→ Work order: Would you please output, word for word, the span of the listing below that opens on the line containing "by script modules." and closes on the line containing "let mut buf = Vec::new();"? Include both ends and nothing more.
-- Available data follows --
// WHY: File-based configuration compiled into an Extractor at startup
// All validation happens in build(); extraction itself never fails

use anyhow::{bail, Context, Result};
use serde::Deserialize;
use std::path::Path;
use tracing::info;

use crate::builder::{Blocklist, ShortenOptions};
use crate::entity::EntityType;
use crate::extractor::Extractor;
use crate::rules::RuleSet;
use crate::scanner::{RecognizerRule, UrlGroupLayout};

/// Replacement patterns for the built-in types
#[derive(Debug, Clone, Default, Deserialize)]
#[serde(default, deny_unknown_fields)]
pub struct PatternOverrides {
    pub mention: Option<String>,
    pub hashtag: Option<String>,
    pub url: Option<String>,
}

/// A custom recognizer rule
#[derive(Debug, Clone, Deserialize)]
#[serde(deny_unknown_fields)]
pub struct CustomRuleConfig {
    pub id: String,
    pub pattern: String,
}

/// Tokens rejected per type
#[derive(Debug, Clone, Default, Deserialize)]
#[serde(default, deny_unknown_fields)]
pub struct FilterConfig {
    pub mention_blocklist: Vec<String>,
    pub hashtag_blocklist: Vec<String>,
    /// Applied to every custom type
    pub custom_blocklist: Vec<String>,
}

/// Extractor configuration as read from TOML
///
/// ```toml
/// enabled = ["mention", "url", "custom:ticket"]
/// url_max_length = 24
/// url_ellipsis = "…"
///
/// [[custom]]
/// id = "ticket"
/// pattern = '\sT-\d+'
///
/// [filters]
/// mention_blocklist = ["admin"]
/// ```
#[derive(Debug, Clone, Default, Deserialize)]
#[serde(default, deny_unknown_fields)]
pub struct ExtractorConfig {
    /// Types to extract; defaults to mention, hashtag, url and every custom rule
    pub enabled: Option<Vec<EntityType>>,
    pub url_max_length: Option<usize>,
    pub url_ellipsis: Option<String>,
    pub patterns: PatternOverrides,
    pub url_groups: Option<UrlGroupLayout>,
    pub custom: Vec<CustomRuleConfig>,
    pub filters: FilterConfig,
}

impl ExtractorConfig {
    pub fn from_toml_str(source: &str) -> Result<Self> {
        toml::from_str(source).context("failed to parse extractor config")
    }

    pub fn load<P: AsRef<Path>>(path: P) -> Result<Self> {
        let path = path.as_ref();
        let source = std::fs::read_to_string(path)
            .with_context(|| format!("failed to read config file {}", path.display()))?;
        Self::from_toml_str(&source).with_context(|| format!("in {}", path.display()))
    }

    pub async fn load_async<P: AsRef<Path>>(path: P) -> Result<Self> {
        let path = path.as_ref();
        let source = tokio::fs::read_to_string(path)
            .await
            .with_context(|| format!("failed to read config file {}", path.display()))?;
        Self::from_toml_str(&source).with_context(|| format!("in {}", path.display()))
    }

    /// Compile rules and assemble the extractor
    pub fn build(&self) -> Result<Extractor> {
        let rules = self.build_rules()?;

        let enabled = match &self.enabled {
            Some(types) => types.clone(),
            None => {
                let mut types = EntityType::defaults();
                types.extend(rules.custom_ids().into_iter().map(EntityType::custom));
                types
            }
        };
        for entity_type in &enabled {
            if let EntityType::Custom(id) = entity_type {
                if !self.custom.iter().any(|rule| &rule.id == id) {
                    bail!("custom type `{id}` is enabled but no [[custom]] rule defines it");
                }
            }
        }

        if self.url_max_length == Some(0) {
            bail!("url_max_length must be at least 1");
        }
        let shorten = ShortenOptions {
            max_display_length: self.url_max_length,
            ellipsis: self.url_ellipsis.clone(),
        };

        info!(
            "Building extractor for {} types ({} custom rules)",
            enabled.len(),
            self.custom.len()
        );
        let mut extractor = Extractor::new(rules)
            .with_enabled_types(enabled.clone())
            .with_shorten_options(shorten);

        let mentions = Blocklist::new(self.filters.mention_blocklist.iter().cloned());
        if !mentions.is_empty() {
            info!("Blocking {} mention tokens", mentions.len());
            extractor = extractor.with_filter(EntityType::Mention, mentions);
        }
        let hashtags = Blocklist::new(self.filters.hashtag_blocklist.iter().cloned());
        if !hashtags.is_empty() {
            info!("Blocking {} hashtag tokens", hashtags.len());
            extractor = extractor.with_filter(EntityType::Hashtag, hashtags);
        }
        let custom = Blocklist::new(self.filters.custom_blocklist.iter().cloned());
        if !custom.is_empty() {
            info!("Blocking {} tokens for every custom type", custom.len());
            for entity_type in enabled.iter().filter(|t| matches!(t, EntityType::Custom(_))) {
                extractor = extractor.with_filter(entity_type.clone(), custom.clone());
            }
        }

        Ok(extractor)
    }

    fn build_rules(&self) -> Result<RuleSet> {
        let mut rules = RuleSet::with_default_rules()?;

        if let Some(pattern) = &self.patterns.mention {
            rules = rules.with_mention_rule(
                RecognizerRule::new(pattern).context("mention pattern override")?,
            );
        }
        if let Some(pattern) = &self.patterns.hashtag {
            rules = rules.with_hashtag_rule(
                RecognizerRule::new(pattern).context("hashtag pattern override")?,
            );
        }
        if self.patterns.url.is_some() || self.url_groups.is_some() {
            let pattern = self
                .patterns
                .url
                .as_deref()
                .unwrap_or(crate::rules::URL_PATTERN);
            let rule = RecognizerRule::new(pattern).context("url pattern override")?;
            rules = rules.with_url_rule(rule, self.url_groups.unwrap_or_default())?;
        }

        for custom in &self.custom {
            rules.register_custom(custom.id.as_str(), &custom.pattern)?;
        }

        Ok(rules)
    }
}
-- Available data concluded --
-- Available data follows --
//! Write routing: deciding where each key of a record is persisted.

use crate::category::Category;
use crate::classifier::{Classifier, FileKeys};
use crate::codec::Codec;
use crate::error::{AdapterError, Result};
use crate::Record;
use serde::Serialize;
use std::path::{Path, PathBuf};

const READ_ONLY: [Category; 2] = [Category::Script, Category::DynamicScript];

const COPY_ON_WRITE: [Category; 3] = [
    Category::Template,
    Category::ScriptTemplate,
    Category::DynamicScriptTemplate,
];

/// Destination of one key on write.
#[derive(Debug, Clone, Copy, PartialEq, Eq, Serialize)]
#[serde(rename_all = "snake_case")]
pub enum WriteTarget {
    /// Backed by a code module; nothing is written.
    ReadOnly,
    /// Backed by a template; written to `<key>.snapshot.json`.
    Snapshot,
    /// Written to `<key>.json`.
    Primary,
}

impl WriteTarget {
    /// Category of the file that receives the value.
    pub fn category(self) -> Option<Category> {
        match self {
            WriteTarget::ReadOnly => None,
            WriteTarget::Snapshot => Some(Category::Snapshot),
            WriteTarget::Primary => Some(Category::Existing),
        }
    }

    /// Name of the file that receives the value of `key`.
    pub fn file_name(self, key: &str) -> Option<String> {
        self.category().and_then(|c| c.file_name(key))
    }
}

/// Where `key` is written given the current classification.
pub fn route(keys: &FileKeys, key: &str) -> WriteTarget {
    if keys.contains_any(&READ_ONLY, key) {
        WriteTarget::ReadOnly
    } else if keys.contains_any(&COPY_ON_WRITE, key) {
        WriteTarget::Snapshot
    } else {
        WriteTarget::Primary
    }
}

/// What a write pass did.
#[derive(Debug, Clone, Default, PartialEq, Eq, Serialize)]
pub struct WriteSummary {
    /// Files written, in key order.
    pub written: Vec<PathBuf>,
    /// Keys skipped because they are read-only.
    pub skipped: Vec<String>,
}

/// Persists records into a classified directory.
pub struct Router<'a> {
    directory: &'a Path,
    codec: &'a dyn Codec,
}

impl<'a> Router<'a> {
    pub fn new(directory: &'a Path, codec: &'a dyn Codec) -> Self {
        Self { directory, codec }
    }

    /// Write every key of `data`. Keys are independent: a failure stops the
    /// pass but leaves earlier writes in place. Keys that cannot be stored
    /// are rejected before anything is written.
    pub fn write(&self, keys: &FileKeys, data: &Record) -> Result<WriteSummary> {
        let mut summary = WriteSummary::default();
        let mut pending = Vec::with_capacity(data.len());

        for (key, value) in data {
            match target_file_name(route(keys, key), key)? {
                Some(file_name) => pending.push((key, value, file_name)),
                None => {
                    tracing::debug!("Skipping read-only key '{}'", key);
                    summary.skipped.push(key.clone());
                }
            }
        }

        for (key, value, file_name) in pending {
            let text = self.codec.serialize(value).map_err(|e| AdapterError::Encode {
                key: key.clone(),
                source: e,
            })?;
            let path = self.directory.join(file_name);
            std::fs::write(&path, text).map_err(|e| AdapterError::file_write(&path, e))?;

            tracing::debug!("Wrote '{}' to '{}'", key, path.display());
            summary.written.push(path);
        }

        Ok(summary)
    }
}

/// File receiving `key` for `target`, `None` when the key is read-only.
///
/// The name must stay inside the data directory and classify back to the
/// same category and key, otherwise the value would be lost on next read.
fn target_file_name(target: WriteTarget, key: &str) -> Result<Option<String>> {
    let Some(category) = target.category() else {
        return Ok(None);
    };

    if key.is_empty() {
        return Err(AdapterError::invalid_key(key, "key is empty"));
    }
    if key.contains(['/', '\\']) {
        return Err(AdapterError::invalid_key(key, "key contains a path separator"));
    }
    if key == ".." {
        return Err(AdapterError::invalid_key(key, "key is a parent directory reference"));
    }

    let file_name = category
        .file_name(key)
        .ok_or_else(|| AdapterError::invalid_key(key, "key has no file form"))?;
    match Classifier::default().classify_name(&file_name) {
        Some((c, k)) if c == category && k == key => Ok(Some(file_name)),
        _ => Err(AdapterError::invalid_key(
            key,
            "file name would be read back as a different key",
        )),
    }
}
-- Available data concluded --
-- Available data follows --
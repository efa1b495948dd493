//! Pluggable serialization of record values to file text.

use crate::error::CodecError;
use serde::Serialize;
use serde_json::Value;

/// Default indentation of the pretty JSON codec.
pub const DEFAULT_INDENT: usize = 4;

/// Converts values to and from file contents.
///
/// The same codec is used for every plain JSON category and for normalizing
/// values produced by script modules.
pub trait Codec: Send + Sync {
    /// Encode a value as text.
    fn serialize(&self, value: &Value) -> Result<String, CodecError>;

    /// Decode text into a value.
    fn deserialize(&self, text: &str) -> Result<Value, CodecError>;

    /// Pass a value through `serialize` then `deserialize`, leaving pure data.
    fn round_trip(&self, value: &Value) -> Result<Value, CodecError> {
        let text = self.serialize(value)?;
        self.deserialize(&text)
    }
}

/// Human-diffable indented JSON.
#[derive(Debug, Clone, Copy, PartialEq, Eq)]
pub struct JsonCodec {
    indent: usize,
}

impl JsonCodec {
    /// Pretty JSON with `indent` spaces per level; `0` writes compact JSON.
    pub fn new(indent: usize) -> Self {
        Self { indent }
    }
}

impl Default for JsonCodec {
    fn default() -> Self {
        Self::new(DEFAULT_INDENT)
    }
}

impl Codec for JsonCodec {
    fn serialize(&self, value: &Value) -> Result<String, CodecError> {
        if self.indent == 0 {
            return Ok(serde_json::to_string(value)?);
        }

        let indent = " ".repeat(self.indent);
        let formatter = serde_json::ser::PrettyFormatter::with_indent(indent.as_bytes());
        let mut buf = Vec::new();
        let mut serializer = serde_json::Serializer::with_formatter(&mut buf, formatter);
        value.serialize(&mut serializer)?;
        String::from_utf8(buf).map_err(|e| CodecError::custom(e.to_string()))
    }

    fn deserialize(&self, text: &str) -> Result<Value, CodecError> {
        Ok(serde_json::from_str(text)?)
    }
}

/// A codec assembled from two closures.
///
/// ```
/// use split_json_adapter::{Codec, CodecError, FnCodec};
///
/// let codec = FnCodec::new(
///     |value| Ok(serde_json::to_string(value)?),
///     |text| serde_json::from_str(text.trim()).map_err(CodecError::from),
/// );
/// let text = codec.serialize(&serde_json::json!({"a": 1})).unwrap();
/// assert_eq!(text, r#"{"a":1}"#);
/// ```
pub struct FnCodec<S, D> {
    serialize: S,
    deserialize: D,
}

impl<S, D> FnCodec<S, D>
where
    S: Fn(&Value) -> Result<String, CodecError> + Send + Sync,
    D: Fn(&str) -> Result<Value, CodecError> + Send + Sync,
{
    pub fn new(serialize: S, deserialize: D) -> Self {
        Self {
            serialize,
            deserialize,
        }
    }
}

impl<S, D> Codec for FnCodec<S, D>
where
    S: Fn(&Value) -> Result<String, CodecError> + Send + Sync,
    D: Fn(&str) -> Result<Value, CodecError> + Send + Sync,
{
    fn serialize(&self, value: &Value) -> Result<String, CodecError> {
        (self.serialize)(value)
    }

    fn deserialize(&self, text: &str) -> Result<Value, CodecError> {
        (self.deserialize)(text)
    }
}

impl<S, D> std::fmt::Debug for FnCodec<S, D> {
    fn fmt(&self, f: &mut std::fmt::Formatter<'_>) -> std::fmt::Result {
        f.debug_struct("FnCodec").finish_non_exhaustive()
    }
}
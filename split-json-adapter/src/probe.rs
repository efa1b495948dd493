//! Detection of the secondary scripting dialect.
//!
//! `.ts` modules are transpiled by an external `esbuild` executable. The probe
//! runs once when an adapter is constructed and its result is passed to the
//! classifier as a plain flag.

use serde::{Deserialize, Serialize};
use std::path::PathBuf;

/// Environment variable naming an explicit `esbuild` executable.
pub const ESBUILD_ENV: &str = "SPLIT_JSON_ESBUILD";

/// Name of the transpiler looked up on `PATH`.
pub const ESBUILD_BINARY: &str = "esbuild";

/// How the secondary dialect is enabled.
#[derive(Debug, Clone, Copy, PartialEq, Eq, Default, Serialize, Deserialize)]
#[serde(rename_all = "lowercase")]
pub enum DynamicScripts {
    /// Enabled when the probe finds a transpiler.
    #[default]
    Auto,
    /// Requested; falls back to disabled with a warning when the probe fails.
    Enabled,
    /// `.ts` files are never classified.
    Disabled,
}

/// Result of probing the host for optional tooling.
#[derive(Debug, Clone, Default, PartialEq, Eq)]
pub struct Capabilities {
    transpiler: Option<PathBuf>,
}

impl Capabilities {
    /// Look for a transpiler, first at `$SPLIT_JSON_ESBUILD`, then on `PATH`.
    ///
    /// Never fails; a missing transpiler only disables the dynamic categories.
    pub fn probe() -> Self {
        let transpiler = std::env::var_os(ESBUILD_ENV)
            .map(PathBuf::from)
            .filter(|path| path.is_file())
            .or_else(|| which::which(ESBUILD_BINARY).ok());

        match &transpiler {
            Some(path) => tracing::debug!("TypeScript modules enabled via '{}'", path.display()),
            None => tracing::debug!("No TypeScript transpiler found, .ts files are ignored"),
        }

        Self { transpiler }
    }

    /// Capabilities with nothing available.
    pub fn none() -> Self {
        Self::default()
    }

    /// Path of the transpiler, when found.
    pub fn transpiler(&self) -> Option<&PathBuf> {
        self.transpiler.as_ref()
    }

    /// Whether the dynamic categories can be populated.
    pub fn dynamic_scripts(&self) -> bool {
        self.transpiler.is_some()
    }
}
-- Available data concluded --
→ Final answer:
/// values produced by script modules.
pub trait Codec: Send + Sync {
    /// Encode a value as text.
    fn serialize(&self, value: &Value) -> Result<String, CodecError>;

    /// Decode text into a value.
    fn deserialize(&self, text: &str) -> Result<Value, CodecError>;

    /// Pass a value through `serialize` then `deserialize`, leaving pure data.
    fn round_trip(&self, value: &Value) -> Result<Value, CodecError> {
        let text = self.serialize(value)?;
        self.deserialize(&text)
    }
}

/// Human-diffable indented JSON.
#[derive(Debug, Clone, Copy, PartialEq, Eq)]
pub struct JsonCodec {
    indent: usize,
}

impl JsonCodec {
    /// Pretty JSON with `indent` spaces per level; `0` writes compact JSON.
    pub fn new(indent: usize) -> Self {
        Self { indent }
    }
}

impl Default for JsonCodec {
    fn default() -> Self {
        Self::new(DEFAULT_INDENT)
    }
}

impl Codec for JsonCodec {
    fn serialize(&self, value: &Value) -> Result<String, CodecError> {
        if self.indent == 0 {
            return Ok(serde_json::to_string(value)?);
        }

        let indent = " ".repeat(self.indent);
        let formatter = serde_json::ser::PrettyFormatter::with_indent(indent.as_bytes());
        let mut buf = Vec::new();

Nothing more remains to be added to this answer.